A Laboratory is traditionally seen as a space that is dedicated to research. For our purposes, ‘space’ exists in the material as available rooms within one of our institutional edifices but also includes neighborhoods and various dimensionalities of the Community (for instance: the Business Community, Community Leadership Councils, or Social Services Consumers). So for us, a space is a Conceptual Set with only liminally-defined boundaries yet enough definition to populate statistical data, in particular semi-observable Constants and the effects of a class of Variables as they Process through a System of Information. In this, Space is in fact Virtual.

Virtual Space (physical space inclusive) is amenable to cloning (reproduction) and processing via non-destructive effects and layers and, perhaps most importantly, more easily modeled. Finally, the variously effected channels can be blended  into a masterful tailoring to interoperate within a particular environmental context.

The strange beauty of this composition is that it arises autopoietically via the actions of the Agents themselves as they act and react (or not) within their networked subjectivities. The effects are self-organizing within the current variable constraints.

Traditional Social Labs are eager to include the word ‘stakeholders’. We do not feel that the ‘holding of a stake’ is sufficiently fluid to address the contemporary realities of transhuman sociality anymore. We do however applaud the implication of ‘meaningful positionality’ inherent in the holding of stakes. What then, is a virtual ‘stake’ and how does an Actor take hold of it? These are certainly good questions but not crucial enough to be addressed right here.

We are aware of the Futuristic sounding tone of this new dimension of Social Labs, however it is found to be imminently more practical  than the dogmatic version in these respects:

  1. It is vastly more affordable. Physical space is at a premium and will only become more so as time goes by.
  2. Alongside this economic efficiency we should place the cost of utilities and Insurances such as General Liability and Land and Property Tax. Currently, Virtual Space is largely untaxed and there is no shortage. Economies of Scarcity have little effect on Virtual Labs.
  3. Lorem ipsum…

Beyond the frankly economic practicalities of Virtual Space are various programmatic benefits which vastly outweigh the analog physicality in the following respects:

  1. Virtual worlds afford us all the beneficial opportunities outlined in the paragraph on Modeling (see above).
  2. The almost infinite diversity and fluid interconnectedness of Complex Adaptive Systems is beyond the scope of physical comprehension and already requires a conceptual magnitude inaccessible to material affordances.
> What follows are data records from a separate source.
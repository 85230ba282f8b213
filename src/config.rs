use anyhow::{Context, Result};
use clap::{Parser, ValueEnum};
use serde::{Deserialize, Serialize};
use std::fs;
use std::path::{Path, PathBuf};

const DEFAULT_TEMPLATE_FILENAME: &str = "Vendor_Performance_Template.xlsm";
const DEFAULT_OUTPUT_DIR: &str = "Output";

#[derive(Debug, Clone, Copy, PartialEq, Eq, ValueEnum, Serialize, Deserialize)]
#[serde(rename_all = "lowercase")]
pub enum OutputFormat {
    Xlsx,
    Xlsm,
}

impl OutputFormat {
    pub fn extension(&self) -> &'static str {
        match self {
            OutputFormat::Xlsx => "xlsx",
            OutputFormat::Xlsm => "xlsm",
        }
    }
}

impl std::fmt::Display for OutputFormat {
    fn fmt(&self, f: &mut std::fmt::Formatter<'_>) -> std::fmt::Result {
        f.write_str(self.extension())
    }
}

/// Explicit per-run configuration; there is no ambient global state. Values
/// come from CLI flags, then the optional config file, then defaults.
#[derive(Debug, Clone)]
pub struct ReportConfig {
    /// User-specified template path; overrides the search paths entirely.
    pub template_path: Option<PathBuf>,
    pub use_template: bool,
    pub template_filename: String,
    /// Probed in order when no explicit template path is set.
    pub search_paths: Vec<PathBuf>,
    pub output_dir: PathBuf,
    /// Format used when building a workbook from scratch. A copied template
    /// keeps its own format regardless of this setting.
    pub output_format: OutputFormat,
    /// External database client invocation, e.g. `["snowsql", "-q"]`.
    pub query_command: Vec<String>,
}

impl ReportConfig {
    pub fn from_args(args: CliArgs) -> Result<Self> {
        let CliArgs {
            config,
            template,
            use_template: cli_use_template,
            no_template,
            template_name: cli_template_name,
            search_path: cli_search_paths,
            output_dir: cli_output_dir,
            format: cli_format,
            query_command: cli_query_command,
            ..
        } = args;

        let file_config = if let Some(path) = config.as_ref() {
            load_config_file(path)?
        } else {
            FileConfig::default()
        };

        let template_path = template
            .or(file_config.template_path)
            .filter(|p| !p.as_os_str().is_empty());

        let use_template = if no_template {
            Some(false)
        } else if cli_use_template {
            Some(true)
        } else {
            None
        }
        .or(file_config.use_template)
        .unwrap_or(true);

        let template_filename = cli_template_name
            .or(file_config.template_name)
            .unwrap_or_else(|| DEFAULT_TEMPLATE_FILENAME.to_string());

        let search_paths = cli_search_paths
            .filter(|paths| !paths.is_empty())
            .or(file_config.search_paths)
            .unwrap_or_else(default_search_paths);

        let output_dir = cli_output_dir
            .or(file_config.output_dir)
            .unwrap_or_else(|| PathBuf::from(DEFAULT_OUTPUT_DIR));

        let output_format = cli_format
            .or(file_config.output_format)
            .unwrap_or(OutputFormat::Xlsx);

        let query_command = cli_query_command
            .map(|line| {
                line.split_whitespace()
                    .map(str::to_string)
                    .collect::<Vec<_>>()
            })
            .or(file_config.query_command)
            .unwrap_or_default();

        Ok(Self {
            template_path,
            use_template,
            template_filename,
            search_paths,
            output_dir,
            output_format,
            query_command,
        })
    }

    /// Persists the effective configuration as a human-editable file (YAML
    /// or JSON chosen by extension).
    pub fn save(&self, path: &Path) -> Result<()> {
        let file_config = FileConfig {
            template_path: self.template_path.clone(),
            use_template: Some(self.use_template),
            template_name: Some(self.template_filename.clone()),
            search_paths: Some(self.search_paths.clone()),
            output_dir: Some(self.output_dir.clone()),
            output_format: Some(self.output_format),
            query_command: if self.query_command.is_empty() {
                None
            } else {
                Some(self.query_command.clone())
            },
        };

        let ext = path
            .extension()
            .and_then(|os| os.to_str())
            .unwrap_or("")
            .to_ascii_lowercase();
        let contents = match ext.as_str() {
            "yaml" | "yml" => serde_yaml::to_string(&file_config)
                .with_context(|| format!("failed to serialize YAML config {:?}", path))?,
            "json" => serde_json::to_string_pretty(&file_config)
                .with_context(|| format!("failed to serialize JSON config {:?}", path))?,
            other => anyhow::bail!("unsupported config extension: {other}"),
        };
        fs::write(path, contents).with_context(|| format!("failed to write config {:?}", path))
    }
}

fn default_search_paths() -> Vec<PathBuf> {
    let mut paths = Vec::new();
    if let Some(home) = dirs::home_dir() {
        paths.push(home.join("OneDrive").join("Documents"));
        paths.push(home.join("Documents"));
    }
    if let Ok(cwd) = std::env::current_dir() {
        paths.push(cwd);
    }
    paths
}

#[derive(Parser, Debug, Default, Clone)]
#[command(name = "vendor-report", about = "Vendor performance report generator", version)]
pub struct CliArgs {
    #[arg(
        long,
        value_name = "FILE",
        help = "Path to a configuration file (YAML or JSON)",
        global = true
    )]
    pub config: Option<PathBuf>,

    #[arg(
        long,
        env = "VENDOR_REPORT_VENDORS",
        value_name = "ID",
        value_delimiter = ',',
        required = true,
        help = "Vendor numbers to report on"
    )]
    pub vendors: Vec<String>,

    #[arg(
        long,
        env = "VENDOR_REPORT_MONTH",
        value_name = "TOKEN",
        required = true,
        help = "Report-period token, e.g. FY2025-APR"
    )]
    pub report_month: String,

    #[arg(
        long,
        env = "VENDOR_REPORT_DATE_FILTER",
        value_name = "TOKEN",
        required = true,
        help = "Date-filter token for the ASN query, e.g. 202504"
    )]
    pub date_filter: String,

    #[arg(
        long,
        env = "VENDOR_REPORT_TEMPLATE",
        value_name = "FILE",
        help = "Explicit template path; overrides the search paths"
    )]
    pub template: Option<PathBuf>,

    #[arg(long, help = "Force template usage on", conflicts_with = "no_template")]
    pub use_template: bool,

    #[arg(long, help = "Always build a from-scratch workbook")]
    pub no_template: bool,

    #[arg(
        long,
        env = "VENDOR_REPORT_TEMPLATE_NAME",
        value_name = "NAME",
        help = "Template filename probed under each search path"
    )]
    pub template_name: Option<String>,

    #[arg(
        long,
        value_name = "DIR",
        help = "Template search path, highest priority first (repeatable)"
    )]
    pub search_path: Option<Vec<PathBuf>>,

    #[arg(
        long,
        env = "VENDOR_REPORT_OUTPUT_DIR",
        value_name = "DIR",
        help = "Directory the report workbook is written to"
    )]
    pub output_dir: Option<PathBuf>,

    #[arg(
        long,
        env = "VENDOR_REPORT_FORMAT",
        value_enum,
        value_name = "FORMAT",
        help = "Preferred output format"
    )]
    pub format: Option<OutputFormat>,

    #[arg(
        long,
        env = "VENDOR_REPORT_QUERY_COMMAND",
        value_name = "CMD",
        help = "Database client command that reads SQL on stdin and prints CSV"
    )]
    pub query_command: Option<String>,

    #[arg(
        long,
        value_name = "FILE",
        help = "Write the effective configuration to a file after merging"
    )]
    pub save_config: Option<PathBuf>,
}

#[derive(Debug, Default, Serialize, Deserialize)]
struct FileConfig {
    #[serde(skip_serializing_if = "Option::is_none")]
    template_path: Option<PathBuf>,
    #[serde(skip_serializing_if = "Option::is_none")]
    use_template: Option<bool>,
    #[serde(skip_serializing_if = "Option::is_none")]
    template_name: Option<String>,
    #[serde(skip_serializing_if = "Option::is_none")]
    search_paths: Option<Vec<PathBuf>>,
    #[serde(skip_serializing_if = "Option::is_none")]
    output_dir: Option<PathBuf>,
    #[serde(skip_serializing_if = "Option::is_none")]
    output_format: Option<OutputFormat>,
    #[serde(skip_serializing_if = "Option::is_none")]
    query_command: Option<Vec<String>>,
}

fn load_config_file(path: &Path) -> Result<FileConfig> {
    if !path.exists() {
        anyhow::bail!("config file {:?} does not exist", path);
    }
    let contents =
        fs::read_to_string(path).with_context(|| format!("failed to read config file {:?}", path))?;
    let ext = path
        .extension()
        .and_then(|os| os.to_str())
        .unwrap_or("")
        .to_ascii_lowercase();

    let parsed = match ext.as_str() {
        "yaml" | "yml" => serde_yaml::from_str(&contents)
            .with_context(|| format!("failed to parse YAML config {:?}", path))?,
        "json" => serde_json::from_str(&contents)
            .with_context(|| format!("failed to parse JSON config {:?}", path))?,
        other => anyhow::bail!("unsupported config extension: {other}"),
    };
    Ok(parsed)
}
mod support;

use chrono::{NaiveDate, NaiveDateTime};
use proptest::prelude::*;
use support::{make_result_set, number, text};
use vendor_report::CellScalar;
use vendor_report::format::{WritableCell, to_writable, to_writable_rows};

#[test]
fn null_becomes_empty_cell() {
    assert_eq!(to_writable(&CellScalar::Null), WritableCell::Empty);
}

#[test]
fn scalars_map_to_native_cell_types() {
    assert_eq!(
        to_writable(&CellScalar::Bool(true)),
        WritableCell::Bool(true)
    );
    assert_eq!(
        to_writable(&CellScalar::Number(97.5)),
        WritableCell::Number(97.5)
    );
    assert_eq!(
        to_writable(&CellScalar::Text("ACME".to_string())),
        WritableCell::Text("ACME".to_string())
    );
}

#[test]
fn dates_render_as_iso_text() {
    let date = NaiveDate::from_ymd_opt(2025, 4, 30).expect("valid date");
    assert_eq!(
        to_writable(&CellScalar::Date(date)),
        WritableCell::Text("2025-04-30".to_string())
    );

    let datetime = NaiveDateTime::parse_from_str("2025-04-30 13:45:00", "%Y-%m-%d %H:%M:%S")
        .expect("valid datetime");
    assert_eq!(
        to_writable(&CellScalar::DateTime(datetime)),
        WritableCell::Text("2025-04-30".to_string())
    );
}

#[test]
fn rows_keep_their_order() {
    let set = make_result_set(
        "Basic_Metrics",
        &["PO", "QTY"],
        vec![
            vec![text("PO-1"), number(10.0)],
            vec![text("PO-2"), number(20.0)],
        ],
    );
    let rows = to_writable_rows(&set);
    assert_eq!(rows[0][0], WritableCell::Text("PO-1".to_string()));
    assert_eq!(rows[1][1], WritableCell::Number(20.0));
}

fn arb_scalar() -> impl Strategy<Value = CellScalar> {
    prop_oneof![
        Just(CellScalar::Null),
        any::<bool>().prop_map(CellScalar::Bool),
        (-1.0e9..1.0e9f64).prop_map(CellScalar::Number),
        "[a-zA-Z0-9 ]{0,16}".prop_map(CellScalar::Text),
    ]
}

fn arb_table() -> impl Strategy<Value = (usize, Vec<Vec<CellScalar>>)> {
    (1usize..6).prop_flat_map(|columns| {
        proptest::collection::vec(
            proptest::collection::vec(arb_scalar(), columns),
            0..20,
        )
        .prop_map(move |rows| (columns, rows))
    })
}

proptest! {
    // Shape preservation: one output row per input row, one value per column.
    #[test]
    fn conversion_preserves_shape((columns, data) in arb_table()) {
        let names: Vec<String> = (0..columns).map(|i| format!("C{i}")).collect();
        let row_count = data.len();
        let set = vendor_report::ResultSet::new("prop", names, data).unwrap();
        let writable = to_writable_rows(&set);
        prop_assert_eq!(writable.len(), row_count);
        for row in &writable {
            prop_assert_eq!(row.len(), columns);
        }
    }
}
There is simply not enough money available to fund anything anywhere near the range of our simple and cost-efficient Labs at anywhere near the scientific ROI.
  3. Information flowing through a System is difficult, elaborate, and costly to analyze using physical instruments and would have been a prohibitive endeavor.

It may strike some readers as odd that we are employing the terminology represented by ‘transhumanism’ in our Lab programs for Social Services Communities, so let’s explore that a little here:

  • In the Virtual World, Individuals are Non-Physical Representations; Pixilated Character Projections taking the form of Avatars and Conceptual Thought-Forms, more akin to Logos and Personal Branding.
  • Contemporary medical and biological advances are rapidly converging on a post-human world of prosthetics, implants, and bio-engineered nano-therapies that already strain the boundaries of traditional modes of definition.
  • In the Mental Health arena, Multiples are a fact of life as are the prosthetic enhancements encountered in physical/medical disabilities and rehabilitation. In these times, the most humane Human Services are becoming sometimes ironically, more transhuman.
  • Virtual Reality affords us newer models of the essence of Being than the older dogmatic versions.

Our Social Labs were born of necessity from our commitment to the Leadership Context Initiative via our search for expansive service venues at affordable economies of scale. In addressing these factors, we were led to envision our Labs in forward-thinking ways that fell outside the scope of traditional legacy-type definitions. Our Social Labs quickly became advanced examples of cutting-edge Social Work.